Collected data entries:

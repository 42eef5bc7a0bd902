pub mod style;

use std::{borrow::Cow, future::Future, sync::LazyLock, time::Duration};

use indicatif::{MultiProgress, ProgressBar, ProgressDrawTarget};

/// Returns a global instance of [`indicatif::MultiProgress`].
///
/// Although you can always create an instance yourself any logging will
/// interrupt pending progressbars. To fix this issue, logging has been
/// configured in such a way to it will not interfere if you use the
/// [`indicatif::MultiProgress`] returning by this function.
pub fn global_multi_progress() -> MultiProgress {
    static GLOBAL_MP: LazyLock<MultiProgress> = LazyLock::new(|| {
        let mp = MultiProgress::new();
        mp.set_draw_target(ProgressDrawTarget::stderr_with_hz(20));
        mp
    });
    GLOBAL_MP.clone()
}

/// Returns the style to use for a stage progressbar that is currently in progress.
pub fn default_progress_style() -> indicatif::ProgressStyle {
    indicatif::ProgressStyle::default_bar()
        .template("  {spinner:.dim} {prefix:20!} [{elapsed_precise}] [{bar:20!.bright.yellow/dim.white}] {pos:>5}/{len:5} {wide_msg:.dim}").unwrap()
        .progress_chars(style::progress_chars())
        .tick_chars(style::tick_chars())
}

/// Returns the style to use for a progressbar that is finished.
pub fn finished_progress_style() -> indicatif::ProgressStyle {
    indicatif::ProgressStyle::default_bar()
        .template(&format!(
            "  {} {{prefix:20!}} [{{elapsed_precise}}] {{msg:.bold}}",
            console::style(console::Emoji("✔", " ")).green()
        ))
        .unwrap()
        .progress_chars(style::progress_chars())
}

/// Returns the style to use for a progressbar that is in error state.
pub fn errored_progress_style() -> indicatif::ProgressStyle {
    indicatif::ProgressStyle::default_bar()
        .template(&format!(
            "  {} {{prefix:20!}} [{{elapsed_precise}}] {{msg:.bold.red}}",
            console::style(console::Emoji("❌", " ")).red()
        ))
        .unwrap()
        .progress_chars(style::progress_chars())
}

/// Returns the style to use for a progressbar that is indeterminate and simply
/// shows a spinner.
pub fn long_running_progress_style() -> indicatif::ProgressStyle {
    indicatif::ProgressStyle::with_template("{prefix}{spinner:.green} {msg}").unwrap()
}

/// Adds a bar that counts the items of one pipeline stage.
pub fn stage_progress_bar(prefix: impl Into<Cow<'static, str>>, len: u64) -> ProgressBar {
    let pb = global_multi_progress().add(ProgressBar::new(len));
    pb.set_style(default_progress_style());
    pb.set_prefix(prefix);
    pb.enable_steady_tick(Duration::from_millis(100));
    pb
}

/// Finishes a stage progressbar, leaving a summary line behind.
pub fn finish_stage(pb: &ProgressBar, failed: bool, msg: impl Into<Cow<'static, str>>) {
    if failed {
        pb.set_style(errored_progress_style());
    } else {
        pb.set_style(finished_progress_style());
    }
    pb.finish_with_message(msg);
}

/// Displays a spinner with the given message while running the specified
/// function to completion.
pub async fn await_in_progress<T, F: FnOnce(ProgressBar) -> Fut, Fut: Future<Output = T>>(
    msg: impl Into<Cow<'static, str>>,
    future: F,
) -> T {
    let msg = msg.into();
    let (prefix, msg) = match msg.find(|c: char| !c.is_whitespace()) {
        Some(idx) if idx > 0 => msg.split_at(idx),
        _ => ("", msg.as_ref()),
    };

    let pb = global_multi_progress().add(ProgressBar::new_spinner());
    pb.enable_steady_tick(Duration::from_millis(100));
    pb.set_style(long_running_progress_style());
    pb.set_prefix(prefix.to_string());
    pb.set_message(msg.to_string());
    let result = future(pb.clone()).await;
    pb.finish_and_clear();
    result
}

* * *

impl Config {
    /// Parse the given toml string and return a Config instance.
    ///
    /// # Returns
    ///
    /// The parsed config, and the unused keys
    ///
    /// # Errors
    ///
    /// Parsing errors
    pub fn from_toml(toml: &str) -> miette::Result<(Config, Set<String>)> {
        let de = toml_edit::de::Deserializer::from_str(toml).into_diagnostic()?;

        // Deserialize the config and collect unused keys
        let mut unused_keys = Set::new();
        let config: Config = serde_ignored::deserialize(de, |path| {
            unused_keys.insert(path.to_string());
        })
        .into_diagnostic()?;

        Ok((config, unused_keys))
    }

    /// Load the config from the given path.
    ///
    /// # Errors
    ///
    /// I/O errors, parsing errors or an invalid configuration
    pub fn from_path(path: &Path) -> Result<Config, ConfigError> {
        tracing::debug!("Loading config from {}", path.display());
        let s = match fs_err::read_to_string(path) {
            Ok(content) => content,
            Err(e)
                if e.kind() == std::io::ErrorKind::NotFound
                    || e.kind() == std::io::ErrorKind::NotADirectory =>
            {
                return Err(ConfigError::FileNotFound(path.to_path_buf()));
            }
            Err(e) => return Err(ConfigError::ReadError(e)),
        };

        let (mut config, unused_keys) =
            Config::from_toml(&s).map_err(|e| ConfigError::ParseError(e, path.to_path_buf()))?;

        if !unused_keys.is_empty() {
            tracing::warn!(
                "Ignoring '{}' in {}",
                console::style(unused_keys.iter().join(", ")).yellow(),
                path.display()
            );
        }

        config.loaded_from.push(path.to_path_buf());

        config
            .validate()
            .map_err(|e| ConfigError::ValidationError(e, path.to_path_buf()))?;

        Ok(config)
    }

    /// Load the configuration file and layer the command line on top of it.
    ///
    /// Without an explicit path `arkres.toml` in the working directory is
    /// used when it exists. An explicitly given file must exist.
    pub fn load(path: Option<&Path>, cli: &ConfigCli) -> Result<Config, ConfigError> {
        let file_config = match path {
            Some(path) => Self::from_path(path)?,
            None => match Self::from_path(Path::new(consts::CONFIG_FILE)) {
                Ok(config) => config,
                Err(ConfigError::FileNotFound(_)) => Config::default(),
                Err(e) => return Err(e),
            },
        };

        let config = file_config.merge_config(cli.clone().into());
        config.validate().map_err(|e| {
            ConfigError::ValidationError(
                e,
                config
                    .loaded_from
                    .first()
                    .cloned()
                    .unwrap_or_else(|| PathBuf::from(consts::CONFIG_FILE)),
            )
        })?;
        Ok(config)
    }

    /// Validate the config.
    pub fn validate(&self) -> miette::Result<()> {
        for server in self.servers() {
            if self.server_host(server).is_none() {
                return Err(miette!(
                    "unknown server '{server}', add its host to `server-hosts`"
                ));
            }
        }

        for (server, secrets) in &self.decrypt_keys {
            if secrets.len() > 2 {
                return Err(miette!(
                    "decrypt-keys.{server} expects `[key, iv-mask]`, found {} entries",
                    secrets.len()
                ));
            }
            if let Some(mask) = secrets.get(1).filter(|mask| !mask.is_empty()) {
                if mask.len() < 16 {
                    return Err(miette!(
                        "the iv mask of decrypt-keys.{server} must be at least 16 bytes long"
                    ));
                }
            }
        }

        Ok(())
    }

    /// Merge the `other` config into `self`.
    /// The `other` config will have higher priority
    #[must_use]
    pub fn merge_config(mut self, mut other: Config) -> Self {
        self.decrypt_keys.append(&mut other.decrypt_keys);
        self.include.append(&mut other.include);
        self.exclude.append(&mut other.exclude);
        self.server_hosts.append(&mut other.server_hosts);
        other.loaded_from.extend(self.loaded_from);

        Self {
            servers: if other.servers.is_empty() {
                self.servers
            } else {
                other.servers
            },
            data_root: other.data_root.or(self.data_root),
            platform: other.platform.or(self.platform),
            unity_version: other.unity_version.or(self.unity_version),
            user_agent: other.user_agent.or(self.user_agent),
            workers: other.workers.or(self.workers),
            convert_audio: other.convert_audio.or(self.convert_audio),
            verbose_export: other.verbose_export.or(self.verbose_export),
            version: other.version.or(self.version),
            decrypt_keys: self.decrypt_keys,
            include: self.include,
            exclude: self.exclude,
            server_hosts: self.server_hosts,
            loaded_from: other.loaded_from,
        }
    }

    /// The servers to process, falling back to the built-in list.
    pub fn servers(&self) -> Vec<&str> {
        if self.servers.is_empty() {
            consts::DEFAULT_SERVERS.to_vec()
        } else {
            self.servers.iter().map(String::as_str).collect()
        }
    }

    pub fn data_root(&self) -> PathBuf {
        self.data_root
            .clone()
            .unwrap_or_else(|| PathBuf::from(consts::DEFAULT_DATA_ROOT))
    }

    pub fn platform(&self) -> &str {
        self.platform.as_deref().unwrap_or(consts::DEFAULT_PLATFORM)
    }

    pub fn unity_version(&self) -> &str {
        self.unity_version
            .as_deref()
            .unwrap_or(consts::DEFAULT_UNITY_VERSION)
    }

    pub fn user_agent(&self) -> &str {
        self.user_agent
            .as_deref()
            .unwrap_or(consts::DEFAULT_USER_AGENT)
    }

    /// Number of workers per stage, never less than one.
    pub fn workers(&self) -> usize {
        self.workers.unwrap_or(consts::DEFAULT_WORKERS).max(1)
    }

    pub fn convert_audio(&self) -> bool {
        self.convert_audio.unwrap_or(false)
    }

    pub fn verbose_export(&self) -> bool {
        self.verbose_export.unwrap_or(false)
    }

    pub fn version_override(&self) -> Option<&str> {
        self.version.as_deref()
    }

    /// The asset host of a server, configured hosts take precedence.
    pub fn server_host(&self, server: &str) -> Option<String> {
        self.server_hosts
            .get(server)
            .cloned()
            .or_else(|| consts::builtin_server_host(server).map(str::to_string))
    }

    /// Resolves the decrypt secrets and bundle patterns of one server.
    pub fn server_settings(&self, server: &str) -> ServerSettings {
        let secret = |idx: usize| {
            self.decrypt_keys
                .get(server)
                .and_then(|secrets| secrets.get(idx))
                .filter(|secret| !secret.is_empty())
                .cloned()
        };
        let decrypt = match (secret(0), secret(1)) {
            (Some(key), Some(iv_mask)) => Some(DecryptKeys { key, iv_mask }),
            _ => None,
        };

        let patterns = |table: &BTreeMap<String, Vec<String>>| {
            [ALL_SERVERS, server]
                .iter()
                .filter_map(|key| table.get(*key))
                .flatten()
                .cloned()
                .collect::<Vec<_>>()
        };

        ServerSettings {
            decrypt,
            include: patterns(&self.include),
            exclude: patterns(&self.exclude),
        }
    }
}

Task to complete: Pull every line holding "yellow" out of the records.

Exercise output:
        .template("  {spinner:.dim} {prefix:20!} [{elapsed_precise}] [{bar:20!.bright.yellow/dim.white}] {pos:>5}/{len:5} {wide_msg:.dim}").unwrap()
                console::style(unused_keys.iter().join(", ")).yellow(),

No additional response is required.